Track your results and analyse
At this stage you should know what you’re testing, which goal you’re testing for and the metrics you need to monitor. Generally speaking your key metrics will be click-thoughs and conversions related to these leads. Your aim from here is pretty simple: to increase the ratio of conversions against clicks, as well as overall click throughs.
Now it’s time to make your change and run two versions of your ad to see which one comes out on top. To do this you simply need to create another ad in your chosen campaign which will basically compete against the original.
If you’re not sure how to go about changing your ads, it’s always a good idea to focus on user intent.
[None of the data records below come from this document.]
use std::io::{self, Write};
use std::path::Path;

use anyhow::{Context, Result};
use clap::ArgMatches;
use log::info;

use lighthisto_core::Histogram;
use lighthisto_core::utils::write_dynamic;
use lighthisto_io::{FlatMode, FlatWrite, plot_header, read_aida_file, to_flat, to_flat_document};

///
/// File name for one histogram in `--split` mode: the full path with the
/// leading slash dropped and the remaining slashes turned into underscores.
///
pub fn split_file_name(histogram: &Histogram) -> String {
    let full_path = histogram.full_path();
    format!("{}.dat", full_path.trim_start_matches('/').replace('/', "_"))
}

fn write_split(histograms: &[Histogram], dir: &Path, mode: FlatMode) -> Result<()> {
    for histogram in histograms {
        let path = dir.join(split_file_name(histogram));
        let contents = format!(
            "{}\n\n{}\n",
            plot_header(histogram),
            to_flat(histogram, mode)
        );
        write_dynamic(&path, &contents)
            .with_context(|| format!("Failed to write output to {}", path.display()))?;
    }
    info!("Wrote {} histograms to {}", histograms.len(), dir.display());
    Ok(())
}

pub fn run_aida2flat(matches: &ArgMatches) -> Result<()> {
    let mode = if matches.get_flag("gnuplot") {
        FlatMode::Gnuplot
    } else {
        FlatMode::Standard
    };

    let mut histograms = Vec::new();
    for file in matches
        .get_many::<String>("files")
        .context("Must specify at least one AIDA histogram file")?
    {
        histograms.extend(
            read_aida_file(file).with_context(|| format!("Failed to read AIDA file {}", file))?,
        );
    }

    if let Some(dir) = matches.get_one::<String>("split") {
        return write_split(&histograms, Path::new(dir), mode);
    }

    match matches.get_one::<String>("output") {
        Some(p) => {
            histograms
                .write_flat(p, mode)
                .with_context(|| format!("Failed to write output to {}", p))?;
            info!("Output written to {}", p);
        }
        None => {
            let stdout = io::stdout();
            let mut out = stdout.lock();
            out.write_all(to_flat_document(&histograms, mode).as_bytes())?;
        }
    }

    Ok(())
}

#[cfg(test)]
mod tests {
    use super::*;

    use crate::aida2flat::cli::create_aida2flat_cli;

    use lighthisto_io::read_flat_file;
    use pretty_assertions::assert_eq;
    use rstest::*;

    use std::path::PathBuf;

    fn get_test_path(file_name: &str) -> PathBuf {
        PathBuf::from(env!("CARGO_MANIFEST_DIR"))
            .join("../tests/data/histo")
            .join(file_name)
    }

    #[rstest]
    fn test_split_file_name() {
        let histogram = Histogram::new("/REF/TEST_2011_S1234", "d01-x01-y01");
        assert_eq!(
            split_file_name(&histogram),
            "REF_TEST_2011_S1234_d01-x01-y01.dat"
        );
    }

    #[rstest]
    fn test_run_aida2flat_to_file() {
        let tempdir = tempfile::tempdir().unwrap();
        let output = tempdir.path().join("reference.dat");
        let input = get_test_path("reference.aida");

        let matches = create_aida2flat_cli()
            .try_get_matches_from([
                "aida2flat",
                "-o",
                output.to_str().unwrap(),
                input.to_str().unwrap(),
            ])
            .unwrap();
        run_aida2flat(&matches).unwrap();

        let histograms = read_flat_file(&output).unwrap();
        assert_eq!(histograms.len(), 2);
        assert_eq!(histograms[0].full_path(), "/REF/TEST_2011_S1234/d01-x01-y01");
        assert_eq!(histograms[0].num_bins(), 4);
    }

    #[rstest]
    fn test_run_aida2flat_split() {
        let tempdir = tempfile::tempdir().unwrap();
        let input = get_test_path("reference.aida");

        let matches = create_aida2flat_cli()
            .try_get_matches_from([
                "aida2flat",
                "--split",
                tempdir.path().to_str().unwrap(),
                input.to_str().unwrap(),
            ])
            .unwrap();
        run_aida2flat(&matches).unwrap();

        let path = tempdir.path().join("REF_TEST_2011_S1234_d02-x01-y01.dat");
        let histograms = read_flat_file(&path).unwrap();
        assert_eq!(histograms.len(), 1);
        assert_eq!(histograms[0].num_bins(), 2);
    }

    #[rstest]
    fn test_split_conflicts_with_output() {
        let result = create_aida2flat_cli().try_get_matches_from([
            "aida2flat",
            "--split",
            "dir",
            "-o",
            "out.dat",
            "in.aida",
        ]);
        assert!(result.is_err());
    }
}
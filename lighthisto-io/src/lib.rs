//! # Input/Output for binned histograms.
//!
//! Two interchangeable text representations are supported:
//!
//! - the structured AIDA XML format, a document of `dataPointSet` elements whose
//!   `dataPoint`s carry an x and a y `measurement` with asymmetric errors;
//! - the line-oriented flat format, `# BEGIN HISTOGRAM` ... `# END HISTOGRAM` blocks of
//!   `key=value` headers followed by whitespace separated bin rows.
//!
//! Both directions preserve path, title, axis labels and every bin to `%e` precision.
//!
pub mod aida;
pub mod consts;
pub mod error;
pub mod escape;
pub mod flat;

// re-expose core functions
pub use aida::*;
pub use consts::*;
pub use error::*;
pub use escape::*;
pub use flat::*;
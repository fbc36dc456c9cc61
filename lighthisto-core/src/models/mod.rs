pub mod bin;
pub mod histogram;

// re-export for cleaner imports
pub use self::bin::Bin;
pub use self::histogram::Histogram;
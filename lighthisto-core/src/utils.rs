use std::ffi::OsStr;
use std::fs::File;
use std::io::prelude::*;
use std::io::{BufReader, BufWriter};
use std::path::Path;

use flate2::Compression;
use flate2::read::MultiGzDecoder;
use flate2::write::GzEncoder;

use crate::errors::Result;

/// Path prefix marking reference (measured) data.
pub const REF_PREFIX: &str = "/REF";

///
/// Get a reader for either a gzip'd or non-gzip'd file.
///
/// # Arguments
///
/// - path: path to the file to read
///
pub fn get_dynamic_reader(path: &Path) -> Result<BufReader<Box<dyn Read>>> {
    let file = File::open(path)?;
    let file: Box<dyn Read> = match is_gzipped(path) {
        true => Box::new(MultiGzDecoder::new(file)),
        false => Box::new(file),
    };

    Ok(BufReader::new(file))
}

///
/// Read a whole (possibly gzip'd) text file into memory.
///
pub fn read_to_string_dynamic(path: &Path) -> Result<String> {
    let mut reader = get_dynamic_reader(path)?;
    let mut contents = String::new();
    reader.read_to_string(&mut contents)?;
    Ok(contents)
}

///
/// Read a whole (possibly gzip'd) file into memory without assuming an encoding.
///
pub fn read_bytes_dynamic(path: &Path) -> Result<Vec<u8>> {
    let mut reader = get_dynamic_reader(path)?;
    let mut contents = Vec::new();
    reader.read_to_end(&mut contents)?;
    Ok(contents)
}

///
/// Write text to disk, gzip-compressing it when the path ends in `.gz`.
/// Parent directories are created as needed.
///
/// # Arguments
/// - path: the path to the file to dump to
/// - contents: the full text of the file
pub fn write_dynamic(path: &Path, contents: &str) -> std::io::Result<()> {
    if let Some(parent) = path.parent() {
        if !parent.as_os_str().is_empty() {
            std::fs::create_dir_all(parent)?;
        }
    }

    let file = File::create(path)?;
    match is_gzipped(path) {
        true => {
            let mut encoder = GzEncoder::new(BufWriter::new(file), Compression::best());
            encoder.write_all(contents.as_bytes())?;
            encoder.finish()?.flush()
        }
        false => {
            let mut writer = BufWriter::new(file);
            writer.write_all(contents.as_bytes())?;
            writer.flush()
        }
    }
}

fn is_gzipped(path: &Path) -> bool {
    path.extension() == Some(OsStr::new("gz"))
}

///
/// Split a full histogram path into its directory and name at the final `/`.
///
/// Trailing slashes are stripped from the directory part unless it consists of
/// slashes only, so `/REF/A/d01` gives `("/REF/A", "d01")` and `/d01` gives `("/", "d01")`.
pub fn split_full_path(full_path: &str) -> (String, String) {
    match full_path.rfind('/') {
        Some(idx) => {
            let head = &full_path[..=idx];
            let trimmed = head.trim_end_matches('/');
            let head = if trimmed.is_empty() { head } else { trimmed };
            (head.to_string(), full_path[idx + 1..].to_string())
        }
        None => (String::new(), full_path.to_string()),
    }
}

///
/// Join a histogram directory and name with a single `/`.
///
pub fn join_path(path: &str, name: &str) -> String {
    if name.starts_with('/') || path.is_empty() {
        name.to_string()
    } else if path.ends_with('/') {
        format!("{}{}", path, name)
    } else {
        format!("{}/{}", path, name)
    }
}

///
/// Is this the path of a reference data histogram?
///
pub fn is_ref_path(path: &str) -> bool {
    path.starts_with(REF_PREFIX)
}

///
/// Format a number in C `%e` style: six digits after the decimal point and a
/// signed exponent of at least two digits, e.g. `1.250000e+01`.
///
pub fn format_sci(value: f64) -> String {
    if value.is_nan() {
        return "nan".to_string();
    }
    if value.is_infinite() {
        return if value > 0.0 { "inf" } else { "-inf" }.to_string();
    }

    let formatted = format!("{:.6e}", value);
    let (mantissa, exponent) = formatted.split_once('e').unwrap_or((formatted.as_str(), "0"));
    let exponent: i32 = exponent.parse().unwrap_or(0);
    let sign = if exponent < 0 { '-' } else { '+' };

    format!("{}e{}{:02}", mantissa, sign, exponent.abs())
}
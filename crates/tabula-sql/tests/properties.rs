use proptest::prelude::*;
use serde_json::{Value, json};
use tabula_core::{Dialect, Property, PropertyKind, Schema, dialect::contains_pattern};
use tabula_sql::filter::{AND_KEY, BOOL_KEY, OR_KEY, SEARCH_KEY};
use tabula_sql::{Filter, FilterCompiler, Predicate, StatementBuilder, compile_filter, search_field};

fn schema() -> Schema {
    Schema::new("test", "tests")
        .with_property(Property::new("id", PropertyKind::String))
        .with_property(Property::new("name", PropertyKind::String).with_nullable(true))
        .with_property(Property::new("count", PropertyKind::Integer))
}

fn arb_dialect() -> impl Strategy<Value = Dialect> {
    prop_oneof![
        Just(Dialect::Postgres),
        Just(Dialect::Mysql),
        Just(Dialect::Sqlite),
    ]
}

fn arb_text_leaf() -> impl Strategy<Value = Predicate> {
    let field = prop_oneof![Just("id"), Just("name")];
    let text = "[a-z%_\\\\?$0-9]{0,6}";
    (field, text, 0..5u8, prop::collection::vec("[a-z?$]{0,4}", 0..4)).prop_map(
        |(field, text, shape, list)| match shape {
            0 => Predicate::eq(field, text),
            1 => Predicate::neq(field, text),
            2 => Predicate::search(field, text),
            3 => Predicate::eq(field, json!(list)),
            _ => Predicate::neq(field, json!(list)),
        },
    )
}

fn arb_int_leaf() -> impl Strategy<Value = Predicate> {
    (any::<i64>(), prop::collection::vec(any::<i64>(), 0..4), any::<bool>()).prop_map(
        |(n, list, single)| {
            if single {
                Predicate::eq("count", n)
            } else {
                Predicate::neq("count", json!(list))
            }
        },
    )
}

fn arb_predicate() -> impl Strategy<Value = Predicate> {
    let leaf = prop_oneof![
        arb_text_leaf(),
        arb_int_leaf(),
        any::<bool>().prop_map(Predicate::Const),
    ];
    leaf.prop_recursive(4, 32, 4, |inner| {
        prop_oneof![
            prop::collection::vec(inner.clone(), 0..4).prop_map(Predicate::And),
            prop::collection::vec(inner, 0..4).prop_map(Predicate::Or),
        ]
    })
}

/// A `(property, value)` pair as it appears in a raw filter map.
fn arb_condition() -> impl Strategy<Value = (String, Value)> {
    let text = prop_oneof![
        "[a-z%_\\\\?$0-9]{0,6}".prop_map(Value::from),
        prop::collection::vec("[a-z?$]{0,4}", 0..4).prop_map(|list| json!(list)),
        "[a-z%?]{0,4}".prop_map(|text: String| search_field(text)),
        Just(Value::Null),
    ];
    let int = prop_oneof![
        any::<i64>().prop_map(Value::from),
        prop::collection::vec(any::<i64>(), 0..4).prop_map(|list| json!(list)),
        "[0-9]{0,3}".prop_map(|text: String| search_field(text)),
    ];
    prop_oneof![
        (prop_oneof![Just("id"), Just("name")], text).prop_map(|(f, v)| (f.to_string(), v)),
        int.prop_map(|v| ("count".to_string(), v)),
    ]
}

fn compound(key: &str, entries: Vec<Value>) -> Value {
    let mut map = Filter::new();
    map.insert(key.to_string(), Value::Array(entries));
    Value::Object(map)
}

/// An entry of an `__and__` / `__or__` list: an explicit leaf, a bare map,
/// or a nested compound.
fn arb_entry() -> BoxedStrategy<Value> {
    let leaf = prop_oneof![
        (arb_condition(), any::<bool>()).prop_map(|((property, value), neq)| {
            let is_search = value.get(SEARCH_KEY).is_some();
            let op = if neq && !is_search { "neq" } else { "eq" };
            json!({"property": property, "type": op, "value": value})
        }),
        prop::collection::vec(arb_condition(), 1..3)
            .prop_map(|conditions| Value::Object(conditions.into_iter().collect())),
    ];
    leaf.prop_recursive(3, 24, 3, |inner| {
        prop_oneof![
            prop::collection::vec(inner.clone(), 0..3).prop_map(|e| compound(AND_KEY, e)),
            prop::collection::vec(inner, 0..3).prop_map(|e| compound(OR_KEY, e)),
        ]
    })
    .boxed()
}

fn arb_filter() -> impl Strategy<Value = Filter> {
    (
        prop::collection::vec(arb_condition(), 0..3),
        prop::option::of(prop::collection::vec(arb_entry(), 0..3)),
        prop::option::of(prop::collection::vec(arb_entry(), 0..3)),
        prop::option::of(any::<bool>()),
    )
        .prop_map(|(conditions, and, or, flag)| {
            let mut filter: Filter = conditions.into_iter().collect();
            if let Some(and) = and {
                filter.insert(AND_KEY.to_string(), Value::Array(and));
            }
            if let Some(or) = or {
                filter.insert(OR_KEY.to_string(), Value::Array(or));
            }
            if let Some(flag) = flag {
                filter.insert(BOOL_KEY.to_string(), Value::Bool(flag));
            }
            filter
        })
}

fn unescape_like(pattern: &str) -> String {
    let mut out = String::new();
    let mut chars = pattern.chars();
    while let Some(c) = chars.next() {
        if c == '\\' {
            if let Some(next) = chars.next() {
                out.push(next);
            }
        } else {
            out.push(c);
        }
    }
    out
}

proptest! {
    #[test]
    fn placeholders_match_parameters(predicate in arb_predicate(), dialect in arb_dialect()) {
        let schema = schema();
        let mut builder = StatementBuilder::new(dialect);
        FilterCompiler::new(&schema, dialect)
            .render_root(&predicate, &mut builder)
            .unwrap();
        let (sql, params) = builder.finish();
        prop_assert_eq!(dialect.count_placeholders(&sql), params.len());
    }

    #[test]
    fn raw_filters_bind_every_placeholder(filter in arb_filter(), dialect in arb_dialect()) {
        let compiled = compile_filter(&schema(), &filter, dialect).unwrap();
        prop_assert_eq!(dialect.count_placeholders(&compiled.sql), compiled.params.len());
        prop_assert_eq!(compiled.sql.is_empty(), filter.is_empty());
    }

    #[test]
    fn compiled_sql_never_contains_literals(text in "[a-z]{8,12}", dialect in arb_dialect()) {
        let schema = schema();
        let predicate = Predicate::Or(vec![
            Predicate::eq("name", text.clone()),
            Predicate::search("id", text.clone()),
        ]);
        let mut builder = StatementBuilder::new(dialect);
        FilterCompiler::new(&schema, dialect)
            .render_root(&predicate, &mut builder)
            .unwrap();
        prop_assert!(!builder.sql().contains(&text));
    }

    #[test]
    fn like_pattern_round_trips(text in ".{0,16}") {
        let pattern = contains_pattern(&text);
        prop_assert!(pattern.starts_with('%') && pattern.ends_with('%'));
        let inner = &pattern[1..pattern.len() - 1];
        prop_assert_eq!(unescape_like(inner), text);

        // Every wildcard inside the pattern is escaped.
        let mut escaped = false;
        for c in inner.chars() {
            if escaped {
                escaped = false;
                continue;
            }
            prop_assert!(c != '%' && c != '_');
            escaped = c == '\\';
        }
    }

    #[test]
    fn quoted_identifiers_round_trip(ident in "[a-z\"`]{1,10}", dialect in arb_dialect()) {
        let quoted = dialect.quote_ident(&ident);
        let q = dialect.quote_char();
        prop_assert!(quoted.starts_with(q) && quoted.ends_with(q));
        let inner = &quoted[1..quoted.len() - 1];
        let doubled: String = [q, q].iter().collect();
        prop_assert_eq!(inner.replace(&doubled, &q.to_string()), ident);
    }
}
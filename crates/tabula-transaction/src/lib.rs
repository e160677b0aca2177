//! # tabula-transaction
//!
//! Transactional access to Tabula resources over a `sqlx` pool.
//!
//! A [`Database`] owns the pool. [`Database::begin`] checks out one
//! connection, opens a transaction at the requested isolation level and hands
//! back a [`SqlTransaction`], which implements the [`Transaction`] trait used
//! by request handlers.
//!
//! ```ignore
//! let db = Database::connect(&config.database, registry.clone()).await?;
//! let ctx = OpContext::new().with_timeout(Duration::from_secs(5));
//! let mut tx = db.begin_for(&ctx, &schema, "read").await?;
//! let (rows, total) = tx
//!     .list(&ctx, &schema, &filter, &ViewOptions::default(), &Paginator::default())
//!     .await?;
//! tx.commit(&ctx).await?;
//! ```

pub mod context;
pub mod database;
pub mod error;
mod rows;
pub mod sql_transaction;
pub mod statements;
pub mod transaction;
pub mod types;

pub use context::OpContext;
pub use database::Database;
pub use error::TransactionError;
pub use sql_transaction::SqlTransaction;
pub use statements::Statement;
pub use transaction::Transaction;
pub use types::{CreateResult, ResourceState, TxParams, ViewOptions};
For example, what’s the overall selling point of your headline – does it tell searchers you’re the cheapest, the best, most experienced or safest option? It could be something else entirely, but above all you want to know you’re targeting users with the right selling point and take it from there.
We’re not done with A/B ad tests yet
We’ll leave it here for this week, but you can expect to see more posts on A/B ad testing soon. Next time we’ll look at how to test the individual elements of your ads for better results so check back in with us soon!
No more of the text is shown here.